Jonas solves problems the high-tech way — mining the “data warehouse in his head.”

By Cathy Newman of National Geographic, published May 6, 2014

This is an article from an impact-driven global nonprofit organization that pushes the boundaries of exploration.

Jonas is a data scientist, a member of an elite cadre of scientists able to pan the accumulating silt of data for gold… His inventions (he has about a hundred to his credit) are based on programs that “data mine” torrents of information into usable form formulated with a cunning purpose: What can the data tell you that you didn’t think to ask? The applications for these programs include fingering potential terrorists, catching fraudulent behavior in casinos, smoking out evidence of global money laundering, and reuniting families separated by natural disasters. He also created a newly hatched system that can potentially flag possible asteroid collisions over a 25-year arc.

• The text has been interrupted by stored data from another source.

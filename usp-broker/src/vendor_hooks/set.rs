/********************************************************************************
 * Copyright (c) 2026 Contributors to the Eclipse Foundation
 *
 * See the NOTICE file(s) distributed with this work for additional
 * information regarding copyright ownership.
 *
 * This program and the accompanying materials are made available under the
 * terms of the Apache License Version 2.0 which is available at
 * https://www.apache.org/licenses/LICENSE-2.0
 *
 * SPDX-License-Identifier: Apache-2.0
 ********************************************************************************/

//! Set vendor hook (spec.md §4.D).

use std::collections::HashMap;
use std::time::Duration;

use crate::correlator::RequestCorrelator;
use crate::error::BrokerError;
use crate::messages::MessageBuilders;
use crate::model::GroupId;
use crate::registry::table::ServiceRegistry;
use crate::vendor_hooks::locate_controller_mtp;
use crate::wire::{SetResp, UspMessage};

/// Always sent with `allow_partial = false` internally (spec.md §4.D
/// "Set/Add/Delete are always sent with `allow_partial = false` internally
/// unless the caller is the MultiDelete hook").
pub async fn set(
    registry: &ServiceRegistry,
    group: GroupId,
    updates: Vec<(String, HashMap<String, String>)>,
    correlator: &RequestCorrelator,
    timeout: Duration,
) -> Result<SetResp, BrokerError> {
    let (_, mtp) = locate_controller_mtp(registry, group)?;
    let request = MessageBuilders::set(updates);

    let response = correlator
        .send_and_wait(mtp.as_ref(), request, timeout)
        .await
        .ok_or_else(|| BrokerError::InternalError("Set timed out".to_string()))?;

    match response.body {
        UspMessage::SetResp(resp) => Ok(resp),
        UspMessage::Error(err) => Err(BrokerError::from_wire(err)),
        other => Err(BrokerError::InternalError(format!("unexpected response to Set: {}", other.kind()))),
    }
}
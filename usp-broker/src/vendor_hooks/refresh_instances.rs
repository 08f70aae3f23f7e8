/********************************************************************************
 * Copyright (c) 2026 Contributors to the Eclipse Foundation
 *
 * See the NOTICE file(s) distributed with this work for additional
 * information regarding copyright ownership.
 *
 * This program and the accompanying materials are made available under the
 * terms of the Apache License Version 2.0 which is available at
 * https://www.apache.org/licenses/LICENSE-2.0
 *
 * SPDX-License-Identifier: Apache-2.0
 ********************************************************************************/

//! RefreshInstances vendor hook (spec.md §4.D).

use std::time::Duration;

use crate::correlator::RequestCorrelator;
use crate::error::BrokerError;
use crate::messages::MessageBuilders;
use crate::model::{DataModelStore, GroupId};
use crate::registry::table::ServiceRegistry;
use crate::vendor_hooks::locate_controller_mtp;
use crate::wire::UspMessage;

/// Extracts the trailing instance number from an instantiated path such as
/// `Device.Foo.3.`.
fn trailing_instance_number(instantiated_path: &str) -> Option<u32> {
    instantiated_path.trim_end_matches('.').rsplit('.').next()?.parse().ok()
}

/// Issues `GetInstances` for `path` and seeds the instance cache. Always
/// reports an expiry of -1 ("valid only for the current message"): passthru
/// flows do not update the cache, so a longer expiry would desynchronize it
/// (spec.md §4.D).
pub async fn refresh_instances(
    registry: &ServiceRegistry,
    group: GroupId,
    path: String,
    data_model: &dyn DataModelStore,
    correlator: &RequestCorrelator,
    timeout: Duration,
    expiry_secs: i64,
) -> Result<(), BrokerError> {
    let (_, mtp) = locate_controller_mtp(registry, group)?;
    let request = MessageBuilders::get_instances(vec![path.clone()]);

    let response = correlator
        .send_and_wait(mtp.as_ref(), request, timeout)
        .await
        .ok_or_else(|| BrokerError::InternalError("GetInstances timed out".to_string()))?;

    let resp = match response.body {
        UspMessage::GetInstancesResp(resp) => resp,
        UspMessage::Error(err) => return Err(BrokerError::from_wire(err)),
        other => return Err(BrokerError::InternalError(format!("unexpected response to GetInstances: {}", other.kind()))),
    };

    for result in &resp.req_path_results {
        let instances = result
            .curr_insts
            .iter()
            .filter_map(|inst| trailing_instance_number(&inst.instantiated_path).map(|n| (n, inst.unique_keys.clone())))
            .collect();
        data_model.refresh_instance_cache(&result.requested_path, instances, expiry_secs).await;
    }

    Ok(())
}
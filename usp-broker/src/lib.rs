/********************************************************************************
 * Copyright (c) 2026 Contributors to the Eclipse Foundation
 *
 * See the NOTICE file(s) distributed with this work for additional
 * information regarding copyright ownership.
 *
 * This program and the accompanying materials are made available under the
 * terms of the Apache License Version 2.0 which is available at
 * https://www.apache.org/licenses/LICENSE-2.0
 *
 * SPDX-License-Identifier: Apache-2.0
 ********************************************************************************/

//! A USP (TR-369) Broker: a protocol-level multiplexer standing between one
//! or more USP Controllers and several USP Services, presenting the union of
//! their data models as a single USP Agent.
//!
//! # Internal architecture map
//!
//! - [`registry`] owns the `ServiceRegistry` (the connected-Service table)
//!   and [`registry::lifecycle`]'s connect/disconnect cascades.
//! - [`registration`] validates and applies `Register`/`Deregister`.
//! - [`schema`] drives `GetSupportedDM` discovery once a Service registers.
//! - [`vendor_hooks`] implements the generic data model's vendor hooks by
//!   round-tripping a USP request to the owning Service through
//!   [`correlator`].
//! - [`passthru`] is the fast path that forwards a whole Get/Set/Add/Delete
//!   straight through to a single owning Service, bypassing the vendor-hook
//!   round trip entirely.
//! - [`subscriptions`] and [`requests`] keep the Broker's own subscription
//!   and request bookkeeping paired against each Service's.
//! - [`api::broker::UspBroker`] ties all of the above into one facade, the
//!   way the teacher's `UStreamer` ties together its forwarding rules and
//!   subscription cache.
//!
//! # Observability model
//!
//! Every module logs through `tracing` with a module-scoped `TAG` constant
//! (e.g. `SERVICE_REGISTRY_TAG`, `LIFECYCLE_TAG`) prefixed to each line,
//! rather than a single crate-wide target. User-visible failures are always
//! returned as a typed [`error::BrokerError`] and converted to a USP ERROR
//! response; nothing in this crate panics on a malformed message.
//!
//! # Non-goals
//!
//! This crate does not parse or serialize the USP protobuf wire format (see
//! [`wire`]), does not store the data model tree itself (see [`model`]), and
//! does not implement an MTP transport (see [`mtp`]). All three are
//! collaborators a hosting agent injects.

pub mod api;
pub mod config;
pub mod correlator;
pub mod error;
pub mod messages;
pub mod model;
pub mod mtp;
pub mod passthru;
pub mod registration;
pub mod registry;
pub mod requests;
pub mod schema;
pub mod subscriptions;
pub mod vendor_hooks;
pub mod wire;

pub use api::broker::UspBroker;
pub use error::{BrokerError, BrokerResult};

Data scientist, the Harvard Business Review has said, is the “sexiest job of the 21st century.” It might be more instructive, though, to think of the data scientist as the cowboy of the 21st century, except instead of cows being wrangled, it’s information that gets rounded up and wrestled into shape. “And the herd keeps getting bigger,” adds James Cortada, a historian of computers and a senior research fellow at the University of Minnesota in Minneapolis. “The herd doesn’t consist of one kind of cow, but also hogs, giraffes, cockroaches, horses—and you have to make sense of the whole thing. The good news is [the computer scientist] now has the tools to do that: He has a lasso that works as well on a cockroach as it does on a cow.” The cows, hogs, and cockroaches are different data sets. And analytics, the act of lassoing them, Cortada says, “is about connecting the dots.”